Correction: An earlier version of this article incorrectly identified the founder of the For Georgia party. It has been updated.
The country of Georgia is headed to a pivotal election at the end of October, a contest the U.S. and pro-democracy forces see as the last chance to stand up to aspiring autocrats inspired by Russian President Vladimir Putin.
The ruling Georgian Dream (GD) party’s billionaire founder and de-facto leader Bidzina Ivanishvili is viewed as employing Putin’s playbook to stifle dissent, consolidate power and jeopardize Georgia’s ascension to the European Union.
Ahead of the election, the party is promoting conspiracy theories that the U.S. and European leaders are working to institute a coup and push the country into opening a second-front of Russia’s war in Ukraine.
The Biden administration has levied sanctions against the government for pushing legislation criticized as suppressing civil society organizations, the free press, and rolling back LGBTQ rights. And the European Union has halted Georgia’s accession to the 27-nation bloc.
“The regime is the instrument of Russia’s hybrid warfare,” said Tamara Chergoleishvili, co-founder of the Federalists party, one of more than a dozen political opposition groups which are united in their opposition to GD, but divided over a strategy to oust the ruling party.
“The only reason Georgian Dream is in power is Ivanishvili, and Ivanishvili is the source of power, not Georgian people because he has captured the Georgian state.”
Georgia, a tiny country of about 3.7 million people, has long been held up as a prime example of democratic aspirations blooming in post-Soviet states.

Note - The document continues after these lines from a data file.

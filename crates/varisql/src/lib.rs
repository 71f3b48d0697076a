//! Public API facade for VariSQL.
//!
//! VariSQL converts SQL text into an AST and renders any AST node back to
//! canonical SQL. Parsing is parameterised by a [`Dialect`]; rendering and
//! traversal are dialect-free because the AST captures every dialect-
//! specific surface form at parse time.
//!
//! ```
//! use varisql::{parse, render, GenericDialect};
//!
//! let statements = parse("SELECT a, b FROM t WHERE a > 1", &GenericDialect).unwrap();
//! assert_eq!(render(&statements[0]), "SELECT a, b FROM t WHERE a > 1");
//! ```

use std::fmt;

pub use varisql_ast as ast;
pub use varisql_ast::visit;
pub use varisql_ast::{Expr, Statement};
pub use varisql_parser::{
    Dialect, GenericDialect, Keyword, Lexer, Parser, ParserError, Token, TokenKind,
    TokenizerError,
};

/// Parse a SQL source into its sequence of statements.
pub fn parse(sql: &str, dialect: &dyn Dialect) -> Result<Vec<Statement>, ParserError> {
    Parser::parse_sql(dialect, sql)
}

/// Parse a source holding exactly one expression.
pub fn parse_expr(sql: &str, dialect: &dyn Dialect) -> Result<Expr, ParserError> {
    let tokens = Lexer::new(sql, dialect).tokenize()?;
    let mut parser = Parser::new(tokens, dialect);
    let expr = parser.parse_expr()?;
    parser.expect_eof()?;
    Ok(expr)
}

/// Render an AST node as canonical SQL text.
pub fn render<N: fmt::Display>(node: &N) -> String {
    node.to_string()
}
// ---------------------------------------------------------------------------
// Data types
// ---------------------------------------------------------------------------

/// A SQL data type as written in DDL or CAST.
#[derive(Debug, Clone, PartialEq, Eq, Hash)]
pub enum DataType {
    Boolean,
    TinyInt(Option<u64>),
    SmallInt(Option<u64>),
    Int(Option<u64>),
    BigInt(Option<u64>),
    Real,
    Float(Option<u64>),
    Double,
    /// `DECIMAL(p, s)` / `NUMERIC(p, s)`.
    Decimal(Option<u64>, Option<u64>),
    Char(Option<u64>),
    Varchar(Option<u64>),
    Text,
    Binary(Option<u64>),
    Varbinary(Option<u64>),
    Blob(Option<u64>),
    Date,
    Time,
    Timestamp,
    Interval,
    Json,
    Uuid,
    /// An array type. The element definition records which of the three
    /// surface syntaxes was used, since they round-trip differently.
    Array(ArrayElemTypeDef),
    /// A user-defined or otherwise unrecognised type name.
    Custom(ObjectName),
}

/// The three array type syntaxes, preserved distinctly:
/// `ARRAY<T>`, `T[n]`, and `ARRAY(T)`.
#[derive(Debug, Clone, PartialEq, Eq, Hash)]
pub enum ArrayElemTypeDef {
    /// `ARRAY<T>`
    AngleBracket(Box<DataType>),
    /// `T[]` or `T[n]`
    SquareBracket(Box<DataType>, Option<u64>),
    /// `ARRAY(T)`
    Parenthesis(Box<DataType>),
}

// ---------------------------------------------------------------------------
// Tests
// ---------------------------------------------------------------------------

For more than 30 years, Georgians have pursued closer ties with the U.S., Europe and NATO despite efforts by Russia — and allied aspiring autocrats in the country — to frustrate and sever those ties.

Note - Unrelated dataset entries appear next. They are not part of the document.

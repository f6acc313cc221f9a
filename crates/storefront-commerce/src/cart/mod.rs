//! Shopping cart module.
//!
//! Contains line items, the cart state with its totals invariant, and the
//! observable store the UI reads from.

mod line_item;
mod state;
mod store;

pub use line_item::{LineItem, LineItemInput, LineItemKey, MAX_QUANTITY_PER_ITEM};
pub use state::CartState;
pub use store::CartStore;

Russia occupies about 20 percent of Georgian territory — it launched an invasion in 2008 backing separatist forces in the territories of South Osettia and Abkhazia and has worked over the years to fortify its military presence in the areas.

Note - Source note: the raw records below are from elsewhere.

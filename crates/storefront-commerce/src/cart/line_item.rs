//! Line item types.

use crate::ids::ProductId;
use crate::money::Money;
use serde::{Deserialize, Serialize};

/// Maximum quantity allowed per line item.
pub const MAX_QUANTITY_PER_ITEM: u32 = 9999;

/// What the catalog hands to the cart when a product is added.
///
/// Quantity is implied: every add counts as one unit.
#[derive(Debug, Clone, Serialize, Deserialize, PartialEq)]
#[serde(rename_all = "camelCase")]
pub struct LineItemInput {
    /// Product being purchased.
    pub product_id: ProductId,
    /// Product name (denormalized for display).
    pub name: String,
    /// Unit price.
    pub unit_price: Money,
    /// Image URI (display only).
    pub image: String,
    /// Selected size, if the product has sizes.
    pub size: Option<String>,
    /// Selected color, if the product has colors.
    pub color: Option<String>,
}

impl LineItemInput {
    /// Create an input for a product without variant options.
    pub fn new(product_id: impl Into<ProductId>, name: impl Into<String>, unit_price: Money) -> Self {
        Self {
            product_id: product_id.into(),
            name: name.into(),
            unit_price,
            image: String::new(),
            size: None,
            color: None,
        }
    }

    /// Set the image URI.
    pub fn with_image(mut self, image: impl Into<String>) -> Self {
        self.image = image.into();
        self
    }

    /// Set the size option.
    pub fn with_size(mut self, size: impl Into<String>) -> Self {
        self.size = Some(size.into());
        self
    }

    /// Set the color option.
    pub fn with_color(mut self, color: impl Into<String>) -> Self {
        self.color = Some(color.into());
        self
    }

    /// Identity key of the line this input merges into.
    pub fn key(&self) -> LineItemKey {
        LineItemKey {
            product_id: self.product_id.clone(),
            size: self.size.clone(),
            color: self.color.clone(),
        }
    }
}

/// Identity of a line item: two lines with the same key are the same line.
#[derive(Debug, Clone, PartialEq, Eq, Hash, Serialize, Deserialize)]
#[serde(rename_all = "camelCase")]
pub struct LineItemKey {
    pub product_id: ProductId,
    pub size: Option<String>,
    pub color: Option<String>,
}

/// A line item in the cart.
#[derive(Debug, Clone, Serialize, Deserialize, PartialEq)]
#[serde(rename_all = "camelCase")]
pub struct LineItem {
    /// Product ID.
    pub product_id: ProductId,
    /// Product name (denormalized for display).
    pub name: String,
    /// Unit price.
    pub unit_price: Money,
    /// Image URI.
    pub image: String,
    /// Size option.
    pub size: Option<String>,
    /// Color option.
    pub color: Option<String>,
    /// Quantity, always at least 1.
    pub quantity: u32,
}

impl LineItem {
    /// Create a single-unit line from an input.
    pub fn from_input(input: LineItemInput) -> Self {
        Self {
            product_id: input.product_id,
            name: input.name,
            unit_price: input.unit_price,
            image: input.image,
            size: input.size,
            color: input.color,
            quantity: 1,
        }
    }

    /// Identity key of this line.
    pub fn key(&self) -> LineItemKey {
        LineItemKey {
            product_id: self.product_id.clone(),
            size: self.size.clone(),
            color: self.color.clone(),
        }
    }

    /// Check whether this line has the given identity.
    pub fn has_key(&self, key: &LineItemKey) -> bool {
        self.product_id == key.product_id && self.size == key.size && self.color == key.color
    }

    /// Unit price times quantity.
    pub fn line_total(&self) -> Money {
        self.unit_price.times(self.quantity)
    }

    /// Variant label for display (e.g., "M / Blue").
    pub fn variant_label(&self) -> Option<String> {
        match (&self.size, &self.color) {
            (Some(size), Some(color)) => Some(format!("{} / {}", size, color)),
            (Some(size), None) => Some(size.clone()),
            (None, Some(color)) => Some(color.clone()),
            (None, None) => None,
        }
    }
}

“Georgia is incredibly important to be in the account log of emerging democracies heading toward Europe,” Rep. Mike Turner (R-Ohio), chair of the House Permanent Select Committee on Intelligence, told The Hill.
“If that doesn’t happen, if that disruption occurs, that can be the trend, and we’ve got to be very concerned as to — how does that impact what really has been the great democracy project since the fall of the Berlin Wall?”
Turner traveled to Tbilisi in August with Sen. Jeanne Shaheen (D-N.H.), a senior member of the Senate Foreign Relations Committee, to send a clear signal to Georgian Dream that Republicans and Democrats are united in Congress to push back on threats to Georgia’s democracy.
Shaheen said Ivanishvili rejected her and Turner’s request to meet in August. The billionaire, who made his fortune in Russia during the Soviet collapse, is the honorary chairman of the party and has become a fixture on the campaign trail for Georgian Dream.
He’s taken to speaking behind bullet-proof glass after the state security services announced in July it was investigating assassination plots, the announcement coming a week after former President Trump survived a gunman’s bullet at a rally in Pennsylvania.
‘More attention should be paid to what’s happening here now’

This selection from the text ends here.